Luo skillfully gave examples during his talk that showed how white Americans’ attitudes toward Chinese immigrants started changing. In February 1885, an errant shot killed a white city councilman in Eureka, California. The result of this event was that white settlers were successful in driving 300 Chinese out of town. There were more than 200 communities on the West Coast of the United States that expelled their Chinese residents. In September 1885 in Rock Springs, Wyoming Territory, a group of white miners killed 28 Chinese and burned their homes. Several other cities, such as Cold Springs, California, and Tacoma and Seattle in Washington state, also experienced incidents against the Chinese.
Luo’s presentation would have been enhanced had it included some information about the Chinese in Portland, which had the second largest Chinese population on the West Coast in 1900.
In 1924, legislation (Immigration Act) was passed that barred Chinese from entering the United States based on race and set quotas on people from Eastern and Southern Europe. During World War II, China and the United States were allies, and Congress created some slots for Chinese immigration (105 slots per year).
It was not until 1965 that a sweeping change took place. Chinese and other groups were placed on an equal footing. The Immigration and Nationality Act of 1965, signed by President Lyndon Johnson, allowed all immigrants to be allowed to migrate to the United States.
Luo succinctly described the rise of Nativism that has been rearing its head during the Trump administration throughout the United States.
He described his concerns for his own children, who he believed would never feel that they belonged in this country because of their race. He believed the “stranger” label remains imprinted on Chinese Americans today. More than 24 million people of Asian descent live in the United States today.
Luo believes that, according to projections, by the middle of the 21st century Asians will be the largest immigrant group in the United States. Asians are considered the “model minority.” Luo stated that the status of Asian Americans has improved but their progress has not been a straight line.
According to Luo, what has hurt Asian Americans is poverty and racial discrimination. He said that Asian Americans have experienced a dual reality, with a few Asians being very successful, but many who live in poverty.

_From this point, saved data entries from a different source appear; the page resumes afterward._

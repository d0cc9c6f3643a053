//! Keyed state store
//!
//! Single-owner key/value container backing every S1AP table (eNBs by SCTP
//! association, UEs by composite id, MME UE id indexes, the IMSI side map).
//! Insertion never overwrites, update never inserts, and removal either hands
//! the value back to the caller or passes it to the registered release
//! callback.

use std::collections::HashMap;
use std::fmt::{self, Debug, Write};
use std::hash::Hash;

use thiserror::Error;

/// Map operation status (success is `Ok`)
#[derive(Error, Debug, Clone, Copy, PartialEq, Eq)]
pub enum MapError {
    #[error("MAP_NOT_CREATED")]
    NotCreated,
    #[error("MAP_EMPTY")]
    Empty,
    #[error("MAP_KEY_NOT_EXISTS")]
    KeyNotExists,
    #[error("MAP_KEY_ALREADY_EXISTS")]
    KeyAlreadyExists,
    #[error("MAP_BAD_PARAMETER_KEY")]
    BadParameterKey,
    #[error("MAP_BAD_PARAMETER_VALUE")]
    BadParameterValue,
    #[error("MAP_DUMP_FAIL")]
    DumpFail,
}

/// Map result type
pub type MapResult<T> = Result<T, MapError>;

/// Release callback, invoked with the owned value when an entry is freed
pub type ReleaseFn<K, V> = Box<dyn FnMut(&K, V) + Send>;

/// Keyed state store
pub struct KeyedMap<K, V> {
    name: String,
    entries: Option<HashMap<K, V>>,
    capacity_hint: usize,
    invalid_key: Option<K>,
    value_check: Option<fn(&V) -> bool>,
    release: Option<ReleaseFn<K, V>>,
}

impl<K, V> KeyedMap<K, V>
where
    K: Eq + Hash + Copy + Ord + Debug,
{
    /// Create a map; `capacity_hint` only pre-sizes storage.
    pub fn new(name: impl Into<String>, capacity_hint: usize) -> Self {
        Self {
            name: name.into(),
            entries: Some(HashMap::with_capacity(capacity_hint)),
            capacity_hint,
            invalid_key: None,
            value_check: None,
            release: None,
        }
    }

    /// Reject `key` with `BadParameterKey` on every operation
    pub fn with_invalid_key(mut self, key: K) -> Self {
        self.invalid_key = Some(key);
        self
    }

    /// Reject values failing `check` with `BadParameterValue`
    pub fn with_value_check(mut self, check: fn(&V) -> bool) -> Self {
        self.value_check = Some(check);
        self
    }

    /// Register the release callback
    pub fn with_release(mut self, release: ReleaseFn<K, V>) -> Self {
        self.release = Some(release);
        self
    }

    pub fn name(&self) -> &str {
        &self.name
    }

    pub fn capacity_hint(&self) -> usize {
        self.capacity_hint
    }

    fn check_key(&self, key: &K) -> MapResult<()> {
        match self.invalid_key {
            Some(ref invalid) if invalid == key => Err(MapError::BadParameterKey),
            _ => Ok(()),
        }
    }

    fn check_value(&self, value: &V) -> MapResult<()> {
        match self.value_check {
            Some(check) if !check(value) => Err(MapError::BadParameterValue),
            _ => Ok(()),
        }
    }

    fn entries(&self) -> MapResult<&HashMap<K, V>> {
        self.entries.as_ref().ok_or(MapError::NotCreated)
    }

    fn entries_mut(&mut self) -> MapResult<&mut HashMap<K, V>> {
        self.entries.as_mut().ok_or(MapError::NotCreated)
    }

    /// Look up a value
    pub fn get(&self, key: &K) -> MapResult<&V> {
        self.check_key(key)?;
        self.entries()?.get(key).ok_or(MapError::KeyNotExists)
    }

    /// Look up a value for in-place mutation
    pub fn get_mut(&mut self, key: &K) -> MapResult<&mut V> {
        self.check_key(key)?;
        self.entries_mut()?.get_mut(key).ok_or(MapError::KeyNotExists)
    }

    pub fn contains(&self, key: &K) -> bool {
        self.get(key).is_ok()
    }

    /// Insert a new entry; an existing key is left untouched.
    pub fn insert(&mut self, key: K, value: V) -> MapResult<()> {
        self.check_key(&key)?;
        self.check_value(&value)?;
        let name = self.name.clone();
        let entries = self.entries_mut()?;
        if entries.contains_key(&key) {
            log::trace!("{}: key {:?} already exists", name, key);
            return Err(MapError::KeyAlreadyExists);
        }
        entries.insert(key, value);
        Ok(())
    }

    /// Overwrite an existing entry, returning the previous value
    pub fn update(&mut self, key: K, value: V) -> MapResult<V> {
        self.check_key(&key)?;
        self.check_value(&value)?;
        match self.entries_mut()?.get_mut(&key) {
            Some(slot) => Ok(std::mem::replace(slot, value)),
            None => Err(MapError::KeyNotExists),
        }
    }

    /// Remove an entry and hand ownership back without releasing it
    pub fn remove(&mut self, key: &K) -> MapResult<V> {
        self.check_key(key)?;
        self.entries_mut()?.remove(key).ok_or(MapError::KeyNotExists)
    }

    /// Remove an entry and release it through the callback (or drop it)
    pub fn free(&mut self, key: &K) -> MapResult<()> {
        let value = self.remove(key)?;
        match self.release.as_mut() {
            Some(release) => release(key, value),
            None => drop(value),
        }
        Ok(())
    }

    /// Release every entry; the map stays usable.
    pub fn clear(&mut self) -> MapResult<()> {
        let entries = self.entries.as_mut().ok_or(MapError::NotCreated)?;
        let drained: Vec<(K, V)> = entries.drain().collect();
        if let Some(release) = self.release.as_mut() {
            for (key, value) in drained {
                release(&key, value);
            }
        }
        Ok(())
    }

    /// Release every entry and tear the map down. Later calls see `NotCreated`.
    pub fn destroy(&mut self) -> MapResult<()> {
        self.clear()?;
        self.entries = None;
        log::debug!("{}: destroyed", self.name);
        Ok(())
    }

    pub fn is_created(&self) -> bool {
        self.entries.is_some()
    }

    pub fn size(&self) -> usize {
        self.entries.as_ref().map(|e| e.len()).unwrap_or(0)
    }

    pub fn is_empty(&self) -> bool {
        self.size() == 0
    }

    /// Keys in ascending order
    pub fn keys(&self) -> Vec<K> {
        let mut keys: Vec<K> = self
            .entries
            .as_ref()
            .map(|e| e.keys().copied().collect())
            .unwrap_or_default();
        keys.sort_unstable();
        keys
    }

    pub fn iter(&self) -> impl Iterator<Item = (&K, &V)> {
        self.entries.iter().flat_map(|e| e.iter())
    }

    pub fn values(&self) -> impl Iterator<Item = &V> {
        self.entries.iter().flat_map(|e| e.values())
    }

    pub fn values_mut(&mut self) -> impl Iterator<Item = &mut V> {
        self.entries.iter_mut().flat_map(|e| e.values_mut())
    }

    /// Visit entries until `callback` reports a hit, returning that key.
    ///
    /// An empty map yields `Empty`, a full scan without a hit `KeyNotExists`.
    pub fn for_each<F>(&self, mut callback: F) -> MapResult<K>
    where
        F: FnMut(&K, &V) -> bool,
    {
        let entries = self.entries()?;
        if entries.is_empty() {
            return Err(MapError::Empty);
        }
        for (key, value) in entries.iter() {
            if callback(key, value) {
                return Ok(*key);
            }
        }
        Err(MapError::KeyNotExists)
    }

    /// Render every entry, one per line
    pub fn dump(&self) -> MapResult<String>
    where
        V: Debug,
    {
        let entries = self.entries()?;
        let mut out = String::new();
        writeln!(out, "{} ({} entries)", self.name, entries.len()).map_err(|_| MapError::DumpFail)?;
        for key in self.keys() {
            if let Some(value) = entries.get(&key) {
                writeln!(out, "  {:?} => {:?}", key, value).map_err(|_| MapError::DumpFail)?;
            }
        }
        Ok(out)
    }
}

impl<K, V> fmt::Debug for KeyedMap<K, V>
where
    K: Eq + Hash + Copy + Ord + Debug,
    V: Debug,
{
    fn fmt(&self, f: &mut fmt::Formatter<'_>) -> fmt::Result {
        let mut map = f.debug_map();
        if let Some(entries) = self.entries.as_ref() {
            for key in self.keys() {
                if let Some(value) = entries.get(&key) {
                    map.entry(&key, value);
                }
            }
        }
        map.finish()
    }
}

impl<K, V> Clone for KeyedMap<K, V>
where
    K: Eq + Hash + Copy + Ord + Debug,
    V: Clone,
{
    /// Clones entries and parameter checks; the release callback is not shared.
    fn clone(&self) -> Self {
        Self {
            name: self.name.clone(),
            entries: self.entries.clone(),
            capacity_hint: self.capacity_hint,
            invalid_key: self.invalid_key,
            value_check: self.value_check,
            release: None,
        }
    }
}

impl<K, V> PartialEq for KeyedMap<K, V>
where
    K: Eq + Hash + Copy + Ord + Debug,
    V: PartialEq,
{
    fn eq(&self, other: &Self) -> bool {
        self.entries == other.entries
    }
}

#[cfg(test)]
mod tests {
    use super::*;
    use std::sync::{Arc, Mutex};

    #[test]
    fn test_imsi_table_lifecycle() {
        let mut map: KeyedMap<u32, u64> = KeyedMap::new("IMSI HASHTABLE", 16);
        assert_eq!(map.insert(1, 10), Ok(()));
        assert_eq!(map.insert(2, 20), Ok(()));
        assert_eq!(map.get(&1), Ok(&10));

        assert_eq!(map.insert(1, 10), Err(MapError::KeyAlreadyExists));

        assert_eq!(map.free(&1), Ok(()));
        assert_eq!(map.get(&1), Err(MapError::KeyNotExists));

        assert_eq!(map.clear(), Ok(()));
        assert!(map.is_empty());
    }

    #[test]
    fn test_insert_does_not_overwrite() {
        let mut map: KeyedMap<u64, &str> = KeyedMap::new("ues", 4);
        map.insert(7, "first").unwrap();
        assert_eq!(map.insert(7, "second"), Err(MapError::KeyAlreadyExists));
        assert_eq!(map.get(&7), Ok(&"first"));
    }

    #[test]
    fn test_update_requires_existing_key() {
        let mut map: KeyedMap<u32, u32> = KeyedMap::new("mmeid2associd", 4);
        assert_eq!(map.update(5, 1), Err(MapError::KeyNotExists));
        assert!(map.is_empty());
        map.insert(5, 1).unwrap();
        assert_eq!(map.update(5, 2), Ok(1));
        assert_eq!(map.get(&5), Ok(&2));
    }

    #[test]
    fn test_remove_absent_key() {
        let mut map: KeyedMap<u32, u32> = KeyedMap::new("enbs", 4);
        map.insert(1, 1).unwrap();
        assert_eq!(map.remove(&9), Err(MapError::KeyNotExists));
        assert_eq!(map.size(), 1);
    }

    #[test]
    fn test_release_callback_on_free_and_clear() {
        let released = Arc::new(Mutex::new(Vec::new()));
        let sink = Arc::clone(&released);
        let mut map: KeyedMap<u32, String> = KeyedMap::new("enbs", 4)
            .with_release(Box::new(move |k, _v| sink.lock().unwrap().push(*k)));

        map.insert(1, "a".into()).unwrap();
        map.insert(2, "b".into()).unwrap();
        map.insert(3, "c".into()).unwrap();

        // plain remove hands the value back, no release
        assert_eq!(map.remove(&3), Ok("c".to_string()));
        map.free(&1).unwrap();
        assert_eq!(*released.lock().unwrap(), vec![1]);

        map.clear().unwrap();
        assert_eq!(*released.lock().unwrap(), vec![1, 2]);
    }

    #[test]
    fn test_destroy_then_not_created() {
        let mut map: KeyedMap<u32, u32> = KeyedMap::new("ues", 4);
        map.insert(1, 1).unwrap();
        map.destroy().unwrap();
        assert!(!map.is_created());
        assert_eq!(map.get(&1), Err(MapError::NotCreated));
        assert_eq!(map.insert(1, 1), Err(MapError::NotCreated));
        assert_eq!(map.size(), 0);
    }

    #[test]
    fn test_bad_parameters() {
        let mut map: KeyedMap<u32, u64> = KeyedMap::new("imsi", 4)
            .with_invalid_key(u32::MAX)
            .with_value_check(|v| *v != 0);
        assert_eq!(map.insert(u32::MAX, 1), Err(MapError::BadParameterKey));
        assert_eq!(map.insert(1, 0), Err(MapError::BadParameterValue));
        assert_eq!(map.get(&u32::MAX), Err(MapError::BadParameterKey));
    }

    #[test]
    fn test_for_each_stops_on_hit() {
        let mut map: KeyedMap<u32, u32> = KeyedMap::new("enbs", 4);
        assert_eq!(map.for_each(|_, _| true), Err(MapError::Empty));
        for k in 1..=5 {
            map.insert(k, k * 10).unwrap();
        }
        let mut visited = 0;
        let hit = map.for_each(|_, v| {
            visited += 1;
            *v == 30
        });
        assert_eq!(hit, Ok(3));
        assert!(visited <= 5);
        assert_eq!(map.for_each(|_, v| *v == 99), Err(MapError::KeyNotExists));
    }

    #[test]
    fn test_keys_sorted_and_dump() {
        let mut map: KeyedMap<u32, u32> = KeyedMap::new("enbs", 4);
        for k in [9, 3, 5] {
            map.insert(k, k).unwrap();
        }
        assert_eq!(map.keys(), vec![3, 5, 9]);
        let dump = map.dump().unwrap();
        assert!(dump.starts_with("enbs (3 entries)"));
        assert_eq!(MapError::KeyAlreadyExists.to_string(), "MAP_KEY_ALREADY_EXISTS");
    }
}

During the COVID-19 pandemic, violence against Chinese Americans increased. President Trump described COVID as the “China virus” and the “Kung Flu.” Luo mentioned that politicians of both parties have raised concerns and fears about China. Luo believed that every remark by politicians raises racial suspicion against Chinese Americans.
Luo mentioned that Chinese Americans do not easily fit into discussions of race in America. The surge in violence against Chinese Americans is a reflection of America’s exclusionary past. Luo would like to have Chinese Americans and other marginalized groups be part of inclusiveness in the future.
Luo stated that the purpose of his presentation was to furnish an accounting of this era in American history and render it in narrative form in all of its pathos and humanity for a modern audience.
He ended his talk discussing a ledger he found in the archives at the California Historical Society in San Francisco. The ledger was compiled by Constable John T. Mason in 1889, and was a catalog of Chinese residents in Downieville, California, one of the earliest mining camps. Mason’s son-in-law, Decatur Bailey, photographed the Chinese in Downieville in 1894.
It furnished a short summary of each resident, with an accompanying photograph. Luo maintained that Mason’s ledger is invaluable and powerful because it showed that many histories about the Chinese in America are lacking, and many stories are untold.